The circumstantial evidence adduced before the trial court therefore established the following facts. It established that the CZ pistol that the appellant was in possession of at the time of his arrest was the firearm from which the fatal shot that struck and killed the deceased was fired. It established that it was the appellant who brought the CZ pistol into Zimbabwe on his return from South Africa where he had obtained it. The evidence also established that the appellant freely made indications at the scene of the murder and such indications were consistent with the events of the fateful day leading to the fatalshooting of the deceased. Furthermore, that State witnesses who had witnessed the events of 14 April 2005 and thereafter also witnessed the making of indications by the appellant on 22 April 2005 recognised the appellant as the perpetrator of the offence of 14 April from his voice and also from his stature.

On an application of the principles enunciated in R v Blom1939 AD 188 the court a quo’s finding that the State proved the case against the appellant beyond reasonable doubt is justified.

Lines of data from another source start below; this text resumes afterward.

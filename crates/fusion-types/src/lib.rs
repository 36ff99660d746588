// ─────────────────────────────────────────────────────────────────────
// SCPN Fusion Core — Fusion Types
// © 1998–2026 Miroslav Šotek. All rights reserved.
// Contact: www.anulum.li | protoscience@anulum.li
// ORCID: https://orcid.org/0009-0009-3560-0851
// License: GNU AGPL v3 | Commercial licensing available
// ─────────────────────────────────────────────────────────────────────
//! Grid, configuration and error types shared by the neoclassical crates.

pub mod config;
pub mod constants;
pub mod error;
pub mod state;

The two cardinal rules of logic enunciated therein are the following. Firstly, the inference sought to be drawn must be consistent with all the proved facts. If it is not, the inference cannot be drawn. Secondly, the proved facts should be such that they exclude every reasonable inference from them save the one sought to be drawn. If they do not exclude other reasonable inferences, then there must be a doubt whether the inference sought to be drawn is correct. In casu the inference drawn by the trial court is consistent with all the proved facts. Furthermore, the proved facts are such that they exclude every reasonable inference save the one made by the court a quo. The fact of the appellant’s pistol being the murder weapon coupled with the fact that no one other than the appellant could have had access to it as at 14 April 2005 further strengthen the cogency of the exclusion of every reasonable inference save the one made by the trial court. The formulation in Munyanga v The State HH79/13 is that the court must consider all the facts together as a whole and ask whether it can be concluded from those facts that the accused is guilty of the offence charged if such a conclusion does not reasonably arise, then the State’s circumstantial case fails because there is no proof of guilt beyond reasonable doubt. Even on this formulation, the verdict by the court a quo cannot be faulted on the proved facts.

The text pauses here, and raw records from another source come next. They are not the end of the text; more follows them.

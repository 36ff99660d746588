// ─────────────────────────────────────────────────────────────────────
// SCPN Fusion Core — Quadrature Cache
// © 1998–2026 Miroslav Šotek. All rights reserved.
// Contact: www.anulum.li | protoscience@anulum.li
// ORCID: https://orcid.org/0009-0009-3560-0851
// License: GNU AGPL v3 | Commercial licensing available
// ─────────────────────────────────────────────────────────────────────
//! Canonical bounce quadratures built once per (kind, order).

use fusion_math::quadrature::{chebgauss2, leggauss, Quadrature};
use fusion_types::error::{FusionError, FusionResult};
use serde::{Deserialize, Serialize};
use std::collections::HashMap;
use std::sync::Arc;

/// Canonical rules on [-1, 1] used for bounce integrals.
#[derive(Debug, Clone, Copy, PartialEq, Eq, Hash, PartialOrd, Ord, Serialize, Deserialize)]
#[serde(rename_all = "snake_case")]
pub enum QuadratureKind {
    /// Chebyshev–Gauss, second kind, weight folded in. For integrands that
    /// vanish like √|1−λB| at the bounce points.
    ChebGauss2,
    /// Gauss–Legendre composed with x ↦ sin(πx/2). For integrands with
    /// 1/√|1−λB| singularities at the bounce points.
    GaussLegendreSin,
}

impl QuadratureKind {
    pub fn build(self, order: usize) -> FusionResult<Quadrature> {
        match self {
            QuadratureKind::ChebGauss2 => chebgauss2(order),
            QuadratureKind::GaussLegendreSin => Ok(leggauss(order)?.with_automorphism()),
        }
    }
}

/// Filled while an evaluation is set up, then only read.
#[derive(Debug, Clone, Default)]
pub struct QuadratureCache {
    rules: HashMap<(QuadratureKind, usize), Arc<Quadrature>>,
}

impl QuadratureCache {
    pub fn new() -> Self {
        Self::default()
    }

    /// Build the rule unless it is already cached.
    pub fn ensure(&mut self, kind: QuadratureKind, order: usize) -> FusionResult<Arc<Quadrature>> {
        if let Some(rule) = self.rules.get(&(kind, order)) {
            return Ok(Arc::clone(rule));
        }
        let rule = Arc::new(kind.build(order)?);
        self.rules.insert((kind, order), Arc::clone(&rule));
        Ok(rule)
    }

    pub fn get(&self, kind: QuadratureKind, order: usize) -> FusionResult<Arc<Quadrature>> {
        self.rules
            .get(&(kind, order))
            .cloned()
            .ok_or_else(|| {
                FusionError::ConfigError(format!(
                    "quadrature {kind:?} of order {order} was not prepared before evaluation"
                ))
            })
    }

    pub fn len(&self) -> usize {
        self.rules.len()
    }

    pub fn is_empty(&self) -> bool {
        self.rules.is_empty()
    }
}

On the evidence placed before it the trial court thereforecame to the correct conclusion. The conviction is proper.

Mr Van Heerdenfor the appellant had no meaningful submissions to make against sentence. This was a murder committedduring the course of a robbery. The court a quo correctly took this into account in determining whether or not there were extenuating circumstances. In S v Woods & Ors1993 (2) ZLR 258 (S) at 284 A-B the following was stated:

“In deciding whether or not extenuating circumstances exist which allow of the imposition of a sentence other than death, the trial court exercises what is essentially a moral judgment. On appeal this Court cannot substitute its own view. It may only interfere if persuaded that the conclusion of the trial court could not reasonably have been reached; or where that court had regard to wrong factors, or had mistakenly excluded factors proper to be taken into account, or had, in some other way, erred in principle,”

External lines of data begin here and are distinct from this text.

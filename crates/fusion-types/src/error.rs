// ─────────────────────────────────────────────────────────────────────
// SCPN Fusion Core — Errors
// © 1998–2026 Miroslav Šotek. All rights reserved.
// Contact: www.anulum.li | protoscience@anulum.li
// ORCID: https://orcid.org/0009-0009-3560-0851
// License: GNU AGPL v3 | Commercial licensing available
// ─────────────────────────────────────────────────────────────────────
use thiserror::Error;

#[derive(Error, Debug)]
pub enum FusionError {
    #[error("Configuration error: {0}")]
    ConfigError(String),

    #[error("Malformed grid (expected a meshgrid over (rho, alpha, zeta) with zeta fastest): {0}")]
    MalformedGrid(String),

    #[error("Missing quantity '{name}' in supplied data")]
    MissingQuantity { name: String },

    #[error("Unknown quantity: {0}")]
    UnknownQuantity(String),

    #[error("Dependency cycle through quantity '{0}'")]
    DependencyCycle(String),

    #[error("Quantity '{name}' has {got} values, expected {expected}")]
    ShapeMismatch {
        name: String,
        expected: usize,
        got: usize,
    },

    #[error("Physics constraint violated: {0}")]
    PhysicsViolation(String),

    #[error("IO error: {0}")]
    Io(#[from] std::io::Error),

    #[error("JSON error: {0}")]
    Json(#[from] serde_json::Error),
}

pub type FusionResult<T> = Result<T, FusionError>;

The appellant who was in the process of committing an armed robbery abandoned the robbery and went and shot the deceased who was trying to lock the gate to the premises in order to prevent him from escaping. He shot the deceased in the abdomen at close range. The appellant stated that he was conversant with firearms having been an active member of the Zimbabwe National Army from 1997 to 2001.

In S v Sibanda1992 (2) ZLR 438 (S) at 443 F-H it was stated:

“Warnings have frequently been given that, in the absence of weighty extenuating circumstances, a murder committed in the course of a robbery will attract the death penalty. This is because, as observed in S v NdlovuS-34-85 (unreported):

‘… it is the duty of the courts to protect members of the public against this type of offence which has become disturbingly prevalent. People must feel that it is possible for them to enjoy the sanctity of their homes, to attend at their business premises, or to go abroad, without being subjected to unlawful interference and attack.’”

See also CloudiusMutawov The State SC 37/2014 where at p6 of the cyclostyled judgment it was stated that there would have to be very strong mitigatory factors for a person who commits murder in the course of a robbery to escape the death penalty. In casuno mitigatory factors avail the appellant. The trial court’s finding that there were no extenuating circumstances in this case is faultless on the facts proved. No justification for interference by this Court with the trial court’s findings and with its exercise of its discretion has been established. The trial court did not err.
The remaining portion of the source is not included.